Functional lability of RNA-dependent RNA polymerases in animals

• Published in: PLoS genetics Vol. 15; no. 2; p. e1007915
• Main Authors: Pinzón, Natalia, Bertrand, Stéphanie, Subirana, Lucie, Busseau, Isabelle, Escrivá, Hector, Seitz, Hervé
• Format: Journal Article
• Language: English
• Published: United States Public Library of Science 19.02.2019; Public Library of Science (PLoS)

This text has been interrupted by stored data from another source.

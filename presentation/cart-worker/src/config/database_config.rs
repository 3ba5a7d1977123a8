use std::env;

use anyhow::Context;
use persistence::db::{DatabaseConfig, create_postgres_pool, run_migrations};
use sqlx::PgPool;

use super::{non_empty, parse_or};

/// Store connection settings
#[derive(Debug, Clone)]
pub struct DatabaseSettings {
    pub url: String,
    pub max_connections: u32,
    pub migrations_path: Option<String>,
}

impl DatabaseSettings {
    /// Environment variables:
    /// - DATABASE_URL: PostgreSQL connection string (required)
    /// - DATABASE_MAX_CONNECTIONS: pool size (default: 5)
    /// - DATABASE_MIGRATIONS_PATH: run migrations from this directory on startup
    pub fn from_env() -> anyhow::Result<Self> {
        Self::from_lookup(|key| env::var(key).ok())
    }

    pub(crate) fn from_lookup(lookup: impl Fn(&str) -> Option<String>) -> anyhow::Result<Self> {
        Ok(Self {
            url: non_empty(&lookup, "DATABASE_URL").context("DATABASE_URL must be set")?,
            max_connections: parse_or(&lookup, "DATABASE_MAX_CONNECTIONS", 5)?,
            migrations_path: non_empty(&lookup, "DATABASE_MIGRATIONS_PATH"),
        })
    }
}

/// Connects the pool and applies pending migrations when a path is configured.
pub async fn init_database(settings: &DatabaseSettings) -> anyhow::Result<PgPool> {
    let config =
        DatabaseConfig::new(settings.url.clone()).with_max_connections(settings.max_connections);
    let pool = create_postgres_pool(&config).await?;

    if let Some(path) = &settings.migrations_path {
        run_migrations(&pool, path).await?;
        tracing::info!(path = %path, "database migrations applied");
    }
    Ok(pool)
}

• Subjects: Animal genetics; Animals; Biology and life sciences; Branchiostoma; Developmental stages; EDTA; Eukaryotes; Functional plasticity; Fungi; Genes; Genetic research; Genetics; Genomes; Insects; Lability; Life Sciences; MicroRNAs; Nematodes; Nucleotide sequence; Physiological aspects; Proteins; RNA; RNA interference; RNA polymerase; RNA polymerases; RNA-mediated interference; Roundworms; siRNA; France; United States > US
• ISSN: 1553-7404; 1553-7390; 1553-7404
• DOI: 10.1371/journal.pgen.1007915

RNA interference (RNAi) requires RNA-dependent RNA polymerases (RdRPs) in many eukaryotes, and RNAi amplification constitutes the only known function for eukaryotic RdRPs. Yet in animals, classical model organisms can elicit RNAi without possessing RdRPs, and only nematode RNAi was shown to require RdRPs. Here we show that RdRP genes are much more common in animals than previously thought, even in insects, where they had been assumed not to exist. RdRP genes were present in the ancestors of numerous clades, and they were subsequently lost at a high frequency. In order to probe the function of RdRPs in a deuterostome (the cephalochordate Branchiostoma lanceolatum), we performed high-throughput analyses of small RNAs from various Branchiostoma developmental stages. Our results show that Branchiostoma RdRPs do not appear to participate in RNAi: we did not detect any candidate small RNA population exhibiting classical siRNA length or sequence features. Our results show that RdRPs have been independently lost in dozens of animal clades, and even in a clade where they have been conserved (cephalochordates) their function in RNAi amplification is not preserved. Such a dramatic functional variability reveals an unexpected plasticity in RNA silencing pathways.